I guess some groups might get a little weird. One group leader might claim to have infallible knowledge of the universe and some might buy into it. A couple weeks later and they are drinking poisoned vodka in the name of the potato god (no offense to any potato gods who might be reading this), but I don't see how that is a mark against organization, rather it's a mark against people being, well, crazy.

Another group might get together and the leader starts to teach of this great holy book that only he can understand and he begins to delegate responsibilities to his followers. They unquestionably believe him, start doing his will, and then a couple years later all of the believers are sharing a room at the Motel 6 while he retires with his own tropical island. Was it organized, yea, I guess, but it seems to me that it's more of an argument against, well, jerks.

We could go on all day and the property of being organized wouldn't be touched.

Personally, I consider myself a spiritual person, but I believe in religion that is true. If someone has a religious claim and it corresponds to reality then sign me up for it. If it just so happens that they have a location where they meet on a regular basis to talk about this religious truth, then that's even better. I might even bring some of my unorganized cooking to feed the masses. I'll be like that Jesus guy with fish and bread, just with less God and more sin.

Saturday, November 14, 2009

How to Properly Brainwash Your Children

I can't wait to have children one day so I can brainwash them into believing everything that I do. After all, it's the only reason people believe in Christianity to begin with. It all has to do with where one was born and what they were taught to believe. It's like pants. The only reason I wear pants today is because I was raised to believe that one should wear pants.

Or not...

Why do I wear pants? Because I don't want to be punched in the face for walking around without any pants on. Why do I believe in Christianity? Because I don't want to be punched in the face by reality for trying to live according to some other nonsense. Christianity is true, and therefore I believe in it. If it's not true, then there is no reason to believe in it. Its worth is nothing, and let's move on to the next big thing. I guess we could make a religion out of American Idol or something. We'll worship whomever wins for a year, and then move on once another singer is deemed worthy of our worship.

I remember when I was growing up and I tried to pick up some scissors and my parents were all like "oh, hell no" and told me to put them down. Yea, they did that because scissors are dangerous and they wanted to teach me to be careful with sharp objects until I was mature enough for them (which might be soon). They were teaching me to live according to how reality really is. They didn't let me play with the scissors and allow me to decide for myself if they were dangerous or not.

All of this applies to Christianity. If we want to properly brainwash our children we need to teach them not only that Jesus loves them because the Bible tells us so, but the reasons and foundation for why Jesus is God, why God exists, and why they can trust the Bible to begin with. It's not merely our personal belief that Christianity is true, just like my parents didn't only personally believe the scissors were dangerous. The scissors are sharp, and Christianity is true, and therefore we should act and raise our children accordingly.

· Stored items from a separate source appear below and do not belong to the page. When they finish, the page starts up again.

use anchor_lang::prelude::*;
use solana_sdk_ids::ed25519_program;
use anchor_lang::solana_program::sysvar::instructions::{
    load_current_index_checked, load_instruction_at_checked,
};
use solana_sha256_hasher::{hash, hashv};

use crate::errors::DropError;

/// Structured signing domain shared by all attestations for this program.
pub const SIGNING_DOMAIN_NAME: &[u8] = b"Tempus Sers";
pub const SIGNING_DOMAIN_VERSION: &[u8] = b"1";

/// Message-type tags. The digest binds the tag so a signature for one message
/// type can never be replayed as another.
pub const REDEEM_TAG: &[u8] = b"redeem";
pub const REDEEM_TO_NAME_TAG: &[u8] = b"redeem_to_name";

/// Hash a base URI to its 32-byte commitment.
pub fn hash_base_uri(uri: &str) -> [u8; 32] {
    hash(uri.as_bytes()).to_bytes()
}

/// Append a trailing separator to a revealed base URI if it is missing.
pub fn normalize_base_uri(mut uri: String) -> String {
    if !uri.ends_with('/') {
        uri.push('/');
    }
    uri
}

/// Compute the canonical digest an attestation must sign.
///
/// `recipient_ref` is either the recipient wallet or, for the name-reference
/// message type, the name record key. Binding the reference rather than the
/// resolved address keeps signatures valid across ownership changes of the
/// name record.
pub fn redeem_digest(
    drop_config: &Pubkey,
    tag: &[u8],
    recipient_ref: &Pubkey,
    ticket_id: u32,
    token_id: u32,
    rarity: u8,
) -> [u8; 32] {
    hashv(&[
        SIGNING_DOMAIN_NAME,
        SIGNING_DOMAIN_VERSION,
        crate::ID.as_ref(),
        drop_config.as_ref(),
        tag,
        recipient_ref.as_ref(),
        &ticket_id.to_le_bytes(),
        &token_id.to_le_bytes(),
        &[rarity],
    ])
    .to_bytes()
}

/// Merkle leaf for an allowlist entry.
pub fn allowlist_leaf(recipient: &Pubkey, ticket_id: u32) -> [u8; 32] {
    hashv(&[recipient.as_ref(), &ticket_id.to_le_bytes()]).to_bytes()
}

/// Verify a Merkle inclusion proof with sorted-pair hashing.
pub fn verify_merkle_proof(proof: &[[u8; 32]], root: &[u8; 32], leaf: [u8; 32]) -> bool {
    let mut computed = leaf;
    for node in proof {
        computed = if computed <= *node {
            hashv(&[&computed, node]).to_bytes()
        } else {
            hashv(&[node, &computed]).to_bytes()
        };
    }
    computed == *root
}

const ED25519_HEADER_LEN: usize = 2;
const ED25519_OFFSETS_LEN: usize = 14;
/// "This instruction" marker in the ed25519 offsets table.
const ED25519_SELF_INDEX: u16 = u16::MAX;

fn le_u16(data: &[u8], at: usize) -> u16 {
    u16::from_le_bytes([data[at], data[at + 1]])
}

/// Verify that the instruction immediately preceding the current one is an
/// ed25519 precompile verification of `expected_signature` by
/// `expected_signer` over `expected_message`.
///
/// The precompile has already checked the signature cryptographically by the
/// time this program runs; introspection only needs to confirm that the
/// verified triple is the one this claim requires.
pub fn verify_ed25519_instruction(
    instructions_sysvar: &AccountInfo,
    expected_signer: &Pubkey,
    expected_message: &[u8],
    expected_signature: &[u8; 64],
) -> Result<()> {
    let current_index = load_current_index_checked(instructions_sysvar)? as usize;
    require!(current_index > 0, DropError::InvalidSignature);

    let ix = load_instruction_at_checked(current_index - 1, instructions_sysvar)?;
    require!(
        ix.program_id == ed25519_program::ID,
        DropError::InvalidSignature
    );
    require!(ix.accounts.is_empty(), DropError::InvalidSignature);

    let data = &ix.data;
    require!(
        data.len() >= ED25519_HEADER_LEN + ED25519_OFFSETS_LEN,
        DropError::InvalidSignature
    );
    // Exactly one signature, no padding tricks.
    require!(data[0] == 1 && data[1] == 0, DropError::InvalidSignature);

    let sig_offset = le_u16(data, 2) as usize;
    let sig_ix_index = le_u16(data, 4);
    let pubkey_offset = le_u16(data, 6) as usize;
    let pubkey_ix_index = le_u16(data, 8);
    let msg_offset = le_u16(data, 10) as usize;
    let msg_size = le_u16(data, 12) as usize;
    let msg_ix_index = le_u16(data, 14);

    // All components must live in the ed25519 instruction itself.
    require!(
        sig_ix_index == ED25519_SELF_INDEX
            && pubkey_ix_index == ED25519_SELF_INDEX
            && msg_ix_index == ED25519_SELF_INDEX,
        DropError::InvalidSignature
    );
    require!(
        sig_offset.checked_add(64).is_some_and(|end| end <= data.len())
            && pubkey_offset.checked_add(32).is_some_and(|end| end <= data.len())
            && msg_offset.checked_add(msg_size).is_some_and(|end| end <= data.len()),
        DropError::InvalidSignature
    );

    require!(
        &data[pubkey_offset..pubkey_offset + 32] == expected_signer.as_ref(),
        DropError::InvalidSignature
    );
    require!(
        &data[sig_offset..sig_offset + 64] == expected_signature.as_ref(),
        DropError::InvalidSignature
    );
    require!(
        &data[msg_offset..msg_offset + msg_size] == expected_message,
        DropError::InvalidSignature
    );

    Ok(())
}

/// Byte range of the owner field in an external name record account
/// (parent 32 bytes, owner 32 bytes, class 32 bytes).
const NAME_RECORD_OWNER_RANGE: std::ops::Range<usize> = 32..64;
const NAME_RECORD_HEADER_LEN: usize = 96;

/// Resolve a name record to the wallet that currently owns it.
///
/// The record must be owned by the name service program configured on the
/// drop; the header layout follows the SPL name service convention.
pub fn resolve_name_owner(
    name_record: &AccountInfo,
    name_service_program: &Pubkey,
) -> Result<Pubkey> {
    require!(
        *name_service_program != Pubkey::default(),
        DropError::InvalidNameRecord
    );
    require!(
        name_record.owner == name_service_program,
        DropError::InvalidNameRecord
    );
    let data = name_record.try_borrow_data()?;
    require!(
        data.len() >= NAME_RECORD_HEADER_LEN,
        DropError::InvalidNameRecord
    );
    let owner = Pubkey::try_from(&data[NAME_RECORD_OWNER_RANGE])
        .map_err(|_| DropError::InvalidNameRecord)?;
    require!(owner != Pubkey::default(), DropError::InvalidRecipient);
    Ok(owner)
}

#[cfg(test)]
mod tests {
    use super::*;

    #[test]
    fn base_uri_hash_matches_reveal_input() {
        let uri = "ipfs://QmSersBase/";
        assert_eq!(hash_base_uri(uri), hash(uri.as_bytes()).to_bytes());
        assert_ne!(hash_base_uri(uri), hash_base_uri("ipfs://QmOther/"));
    }

    #[test]
    fn normalize_appends_separator_once() {
        assert_eq!(normalize_base_uri("a/b".to_string()), "a/b/");
        assert_eq!(normalize_base_uri("a/b/".to_string()), "a/b/");
    }

    #[test]
    fn digest_binds_every_field() {
        let config = Pubkey::new_unique();
        let recipient = Pubkey::new_unique();
        let base = redeem_digest(&config, REDEEM_TAG, &recipient, 1, 42, 50);
        assert_eq!(base, redeem_digest(&config, REDEEM_TAG, &recipient, 1, 42, 50));
        assert_ne!(base, redeem_digest(&config, REDEEM_TAG, &recipient, 2, 42, 50));
        assert_ne!(base, redeem_digest(&config, REDEEM_TAG, &recipient, 1, 43, 50));
        assert_ne!(base, redeem_digest(&config, REDEEM_TAG, &recipient, 1, 42, 51));
        assert_ne!(
            base,
            redeem_digest(&config, REDEEM_TO_NAME_TAG, &recipient, 1, 42, 50)
        );
        assert_ne!(
            base,
            redeem_digest(&Pubkey::new_unique(), REDEEM_TAG, &recipient, 1, 42, 50)
        );
    }

    fn pair(a: &[u8; 32], b: &[u8; 32]) -> [u8; 32] {
        if a <= b {
            hashv(&[a, b]).to_bytes()
        } else {
            hashv(&[b, a]).to_bytes()
        }
    }

    #[test]
    fn merkle_proof_accepts_members_and_rejects_others() {
        let wallets: Vec<Pubkey> = (0..4).map(|_| Pubkey::new_unique()).collect();
        let leaves: Vec<[u8; 32]> = wallets
            .iter()
            .enumerate()
            .map(|(i, w)| allowlist_leaf(w, i as u32))
            .collect();
        let n01 = pair(&leaves[0], &leaves[1]);
        let n23 = pair(&leaves[2], &leaves[3]);
        let root = pair(&n01, &n23);

        assert!(verify_merkle_proof(&[leaves[1], n23], &root, leaves[0]));
        assert!(verify_merkle_proof(&[leaves[0], n23], &root, leaves[1]));
        assert!(verify_merkle_proof(&[leaves[3], n01], &root, leaves[2]));

        // Wrong ticket id for the same wallet.
        let bad = allowlist_leaf(&wallets[0], 3);
        assert!(!verify_merkle_proof(&[leaves[1], n23], &root, bad));
        // Truncated proof.
        assert!(!verify_merkle_proof(&[leaves[1]], &root, leaves[0]));
        // Empty proof only accepts the root itself.
        assert!(!verify_merkle_proof(&[], &root, leaves[0]));
        assert!(verify_merkle_proof(&[], &root, root));
    }
}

Passing on a faith without reason is teaching a faith in faith--a meaningless faith. It would be like having hope in hope or being in love with love. What is true faith? Faith in Christ--the Incarnation of the living God. The Christ who was born, crucified, and raised from the grave in space, time, and history. Faith is only worth the objective reality of the object it's placed in.

Fail to brainwash our children properly and they will end up in college and be told a lot of nonsense by atheists who will demolish their faith in faith and our children will buy into a lie and become a bunch of silly atheists as well. Our brainwashing must be stronger than the atheists, and the only way we are going to do this is if we instill in our children a faith based in reason, evidence, and reality. Not a faith in faith, not a faith based in emotion, not a faith coming from a pragmatic wager, nor a faith springing from an existential crises--only a faith based in the objective reality of the God who is there will suffice for our children.

If we don't brainwash our children first, then the culture, colleges, and celebrities will.

It's our choice.

Let's put on some pants and thump some Bibles and brains.

Monday, November 09, 2009

Rabid Monkeys For Congress!

I think I have a solution to fixing our problems with a runaway Congress. Replace them with rabid monkeys. All of them. Not only would this make watching C-Span absolutely awesome, but we wouldn't have to worry about losing our voice to a small group of people tossing away our freedom and money for the sake of personal gain.

I know, I know. How is this going to work you might ask. It's simple, really.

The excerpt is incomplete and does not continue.